START Data provided

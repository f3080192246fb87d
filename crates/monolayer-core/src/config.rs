//! Planning configuration
//!
//! Constructed once per planning run and passed to [`crate::plan_changeset`].

use serde::{Deserialize, Serialize};

use crate::errors::Result;

/// How declared identifiers map to physical ones
#[derive(Debug, Clone, Copy, PartialEq, Eq, Default, Serialize, Deserialize)]
#[serde(rename_all = "snake_case")]
pub enum IdentifierCase {
    /// Translate to snake_case
    #[default]
    SnakeCase,
    /// Use declared identifiers as-is
    Preserve,
}

fn default_schema() -> String {
    "public".to_string()
}

fn default_validate_declarations() -> bool {
    true
}

#[derive(Debug, Clone, PartialEq, Eq, Serialize, Deserialize)]
#[serde(deny_unknown_fields)]
pub struct PlanConfig {
    /// Database schema name, reported in warning payloads
    #[serde(default = "default_schema")]
    pub schema: String,

    #[serde(default)]
    pub identifier_case: IdentifierCase,

    /// Run catalog legality checks on the declared schema before diffing
    #[serde(default = "default_validate_declarations")]
    pub validate_declarations: bool,
}

impl Default for PlanConfig {
    fn default() -> Self {
        Self {
            schema: default_schema(),
            identifier_case: IdentifierCase::default(),
            validate_declarations: default_validate_declarations(),
        }
    }
}

impl PlanConfig {
    pub fn new(schema: impl Into<String>) -> Self {
        Self {
            schema: schema.into(),
            ..Self::default()
        }
    }

    pub fn with_identifier_case(mut self, case: IdentifierCase) -> Self {
        self.identifier_case = case;
        self
    }

    pub fn without_declaration_checks(mut self) -> Self {
        self.validate_declarations = false;
        self
    }

    /// Parse a TOML fragment; unknown keys are rejected
    pub fn from_toml_str(text: &str) -> Result<Self> {
        Ok(toml::from_str(text)?)
    }
}
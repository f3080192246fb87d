//! Static legality rules for declared schemas
//!
//! Violations are configuration errors: fatal to the planning run and
//! reported with the table and column that need fixing.

use std::collections::BTreeSet;

use super::defaults::format_default;
use super::{ColumnType, NUMERIC_MAX_PRECISION, TIME_MAX_PRECISION};
use crate::errors::{PlanError, Result};
use crate::model::{Column, ConstraintKind, Schema, Table};

/// Check every table of a declared schema
pub fn check_schema(schema: &Schema) -> Result<()> {
    for table in &schema.tables {
        check_table(schema, table)?;
    }
    Ok(())
}

/// Check one table: its columns, then every column reference of its
/// constraints and indexes
pub fn check_table(schema: &Schema, table: &Table) -> Result<()> {
    for column in &table.columns {
        check_column(&table.name, column)?;
    }

    if let Some(pk) = &table.primary_key {
        check_columns(table, &pk.columns, &ConstraintKind::PrimaryKey.to_string())?;
    }
    for unique in &table.uniques {
        check_columns(table, &unique.columns, &ConstraintKind::Unique.to_string())?;
    }
    for fk in &table.foreign_keys {
        let object = ConstraintKind::ForeignKey.to_string();
        check_columns(table, &fk.columns, &object)?;
        if fk.columns.len() != fk.target_columns.len() {
            return Err(PlanError::ForeignKeyArity {
                table: table.name.clone(),
                columns: fk.columns.len(),
                target_columns: fk.target_columns.len(),
            });
        }
        let target = schema.find_table(&fk.target_table).ok_or_else(|| {
            PlanError::UnknownForeignKeyTarget {
                table: table.name.clone(),
                target_table: fk.target_table.clone(),
            }
        })?;
        check_columns(target, &fk.target_columns, &object)?;
    }
    for index in &table.indexes {
        check_columns(table, &index.columns, "index")?;
        for predicate in &index.predicates {
            check_columns(table, std::slice::from_ref(&predicate.column), "index")?;
        }
    }
    Ok(())
}

fn check_columns(table: &Table, columns: &[String], object: &str) -> Result<()> {
    if columns.is_empty() {
        return Err(PlanError::EmptyColumnList {
            table: table.name.clone(),
            object: object.to_string(),
        });
    }
    for column in columns {
        if !table.has_column(column) {
            return Err(PlanError::UnknownColumn {
                table: table.name.clone(),
                column: column.clone(),
                object: object.to_string(),
            });
        }
    }
    Ok(())
}

/// Check the static legality rules for one declared column
pub fn check_column(table: &str, column: &Column) -> Result<()> {
    let data_type = &column.data_type;

    if column.identity.is_some() {
        if !data_type.supports_identity() {
            return Err(PlanError::IdentityNotAllowed {
                table: table.to_string(),
                column: column.name.clone(),
                data_type: data_type.type_name(),
            });
        }
        if column.default.is_some() {
            return Err(PlanError::IdentityWithDefault {
                table: table.to_string(),
                column: column.name.clone(),
            });
        }
    }

    if data_type.is_serial() {
        let attribute = if column.default.is_some() {
            Some("default")
        } else if column.not_null {
            Some("not null")
        } else {
            None
        };
        if let Some(attribute) = attribute {
            return Err(PlanError::FixedByType {
                table: table.to_string(),
                column: column.name.clone(),
                data_type: data_type.type_name(),
                attribute: attribute.to_string(),
            });
        }
    }

    check_parameters(table, column)?;

    // Fails with InvalidDefault when the host value does not fit the type
    format_default(table, column)?;

    Ok(())
}

fn check_parameters(table: &str, column: &Column) -> Result<()> {
    let invalid = |reason: String| PlanError::InvalidTypeParameter {
        table: table.to_string(),
        column: column.name.clone(),
        reason,
    };
    let missing = |parameter: &str| PlanError::MissingTypeParameter {
        table: table.to_string(),
        column: column.name.clone(),
        parameter: parameter.to_string(),
    };

    match &column.data_type {
        ColumnType::Varchar { max_length } | ColumnType::Char { max_length } => {
            if *max_length == Some(0) {
                return Err(invalid("length must be at least 1".to_string()));
            }
        }
        ColumnType::Numeric { precision, scale } => match (precision, scale) {
            (None, Some(_)) => return Err(missing("precision")),
            (Some(p), _) if *p == 0 || *p > NUMERIC_MAX_PRECISION => {
                return Err(invalid(format!(
                    "precision {} must be between 1 and {}",
                    p, NUMERIC_MAX_PRECISION
                )));
            }
            (Some(p), Some(s)) if s > p => {
                return Err(invalid(format!(
                    "scale {} exceeds precision {}",
                    s, p
                )));
            }
            _ => {}
        },
        ColumnType::Time { precision }
        | ColumnType::TimeTz { precision }
        | ColumnType::Timestamp { precision }
        | ColumnType::TimestampTz { precision } => {
            if let Some(p) = precision {
                if *p > TIME_MAX_PRECISION {
                    return Err(invalid(format!(
                        "precision {} must be between 0 and {}",
                        p, TIME_MAX_PRECISION
                    )));
                }
            }
        }
        ColumnType::Enum { name, members } => {
            if name.trim().is_empty() {
                return Err(missing("name"));
            }
            if members.is_empty() {
                return Err(missing("members"));
            }
            let mut seen = BTreeSet::new();
            for member in members {
                if !seen.insert(member.as_str()) {
                    return Err(invalid(format!("duplicate enum member '{}'", member)));
                }
            }
        }
        _ => {}
    }
    Ok(())
}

END Data provided

* **Work item**:
Whenever the string "indexes" turns up in a line of the data, copy that line.

* **Expected answer**:
/// constraints and indexes
    for index in &table.indexes {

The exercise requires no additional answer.